Task directions
Copy exactly the stretch of data below from the line with "progression, gravity speed" through the line with "a 100ms floor.", including both of those lines.

(Data supplied)

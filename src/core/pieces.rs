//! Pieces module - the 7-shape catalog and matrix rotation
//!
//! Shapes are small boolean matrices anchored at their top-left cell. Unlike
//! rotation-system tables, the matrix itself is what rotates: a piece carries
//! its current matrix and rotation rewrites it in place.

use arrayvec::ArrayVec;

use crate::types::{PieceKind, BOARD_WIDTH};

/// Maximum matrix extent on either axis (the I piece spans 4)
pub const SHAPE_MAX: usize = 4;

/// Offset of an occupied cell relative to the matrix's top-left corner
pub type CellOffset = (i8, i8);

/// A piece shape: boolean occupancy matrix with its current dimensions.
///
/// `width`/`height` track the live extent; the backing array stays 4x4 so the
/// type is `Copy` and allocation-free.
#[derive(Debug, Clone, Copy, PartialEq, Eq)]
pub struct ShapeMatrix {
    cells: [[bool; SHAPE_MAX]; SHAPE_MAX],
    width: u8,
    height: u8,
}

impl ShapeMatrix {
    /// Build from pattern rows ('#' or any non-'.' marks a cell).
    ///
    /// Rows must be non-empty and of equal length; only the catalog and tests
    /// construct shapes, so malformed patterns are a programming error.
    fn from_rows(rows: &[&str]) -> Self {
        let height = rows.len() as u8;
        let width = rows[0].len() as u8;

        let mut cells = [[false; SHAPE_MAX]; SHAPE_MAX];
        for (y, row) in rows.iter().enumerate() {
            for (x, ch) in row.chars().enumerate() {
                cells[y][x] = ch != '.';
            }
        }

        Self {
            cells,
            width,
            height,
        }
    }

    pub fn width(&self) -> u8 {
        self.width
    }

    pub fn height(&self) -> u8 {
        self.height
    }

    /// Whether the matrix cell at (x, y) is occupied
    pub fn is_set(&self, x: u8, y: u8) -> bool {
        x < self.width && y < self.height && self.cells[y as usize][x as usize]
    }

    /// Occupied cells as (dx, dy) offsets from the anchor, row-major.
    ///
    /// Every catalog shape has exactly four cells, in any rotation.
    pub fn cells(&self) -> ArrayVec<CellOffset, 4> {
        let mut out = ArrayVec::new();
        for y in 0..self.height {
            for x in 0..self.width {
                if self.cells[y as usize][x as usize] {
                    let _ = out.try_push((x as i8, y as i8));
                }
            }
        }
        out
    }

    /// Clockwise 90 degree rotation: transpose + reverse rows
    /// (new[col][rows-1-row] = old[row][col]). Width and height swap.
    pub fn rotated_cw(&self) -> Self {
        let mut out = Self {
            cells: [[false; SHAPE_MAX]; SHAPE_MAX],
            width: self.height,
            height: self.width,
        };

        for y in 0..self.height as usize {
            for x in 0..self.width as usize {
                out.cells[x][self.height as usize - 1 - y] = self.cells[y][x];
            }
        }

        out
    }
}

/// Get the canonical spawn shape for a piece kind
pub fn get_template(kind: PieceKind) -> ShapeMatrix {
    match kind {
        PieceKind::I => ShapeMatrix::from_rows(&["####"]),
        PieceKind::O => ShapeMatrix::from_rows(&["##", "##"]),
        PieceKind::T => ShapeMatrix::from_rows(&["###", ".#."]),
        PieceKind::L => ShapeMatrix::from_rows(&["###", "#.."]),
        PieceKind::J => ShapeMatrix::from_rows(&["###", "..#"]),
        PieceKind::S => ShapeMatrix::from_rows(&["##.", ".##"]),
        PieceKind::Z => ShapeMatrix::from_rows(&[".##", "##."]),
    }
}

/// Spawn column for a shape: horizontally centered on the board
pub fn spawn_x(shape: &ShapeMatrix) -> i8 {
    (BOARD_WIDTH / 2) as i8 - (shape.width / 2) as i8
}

(End Data supplied)
(Data supplied)

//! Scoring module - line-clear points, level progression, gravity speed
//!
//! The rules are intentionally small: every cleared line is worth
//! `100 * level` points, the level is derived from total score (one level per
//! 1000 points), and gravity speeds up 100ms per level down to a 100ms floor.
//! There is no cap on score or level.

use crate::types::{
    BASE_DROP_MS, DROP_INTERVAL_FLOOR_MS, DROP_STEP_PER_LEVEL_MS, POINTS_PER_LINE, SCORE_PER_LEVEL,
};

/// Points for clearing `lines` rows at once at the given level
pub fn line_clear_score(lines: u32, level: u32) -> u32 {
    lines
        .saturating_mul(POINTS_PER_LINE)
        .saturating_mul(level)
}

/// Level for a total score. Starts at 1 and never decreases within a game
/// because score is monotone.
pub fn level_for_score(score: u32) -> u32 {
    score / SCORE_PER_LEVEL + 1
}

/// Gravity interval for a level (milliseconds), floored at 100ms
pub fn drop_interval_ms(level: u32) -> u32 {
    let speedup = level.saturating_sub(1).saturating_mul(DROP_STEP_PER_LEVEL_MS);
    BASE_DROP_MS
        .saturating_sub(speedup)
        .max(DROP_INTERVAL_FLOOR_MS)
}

(End Data supplied)

Exercise response
//! Scoring module - line-clear points, level progression, gravity speed
//!
//! The rules are intentionally small: every cleared line is worth
//! `100 * level` points, the level is derived from total score (one level per
//! 1000 points), and gravity speeds up 100ms per level down to a 100ms floor.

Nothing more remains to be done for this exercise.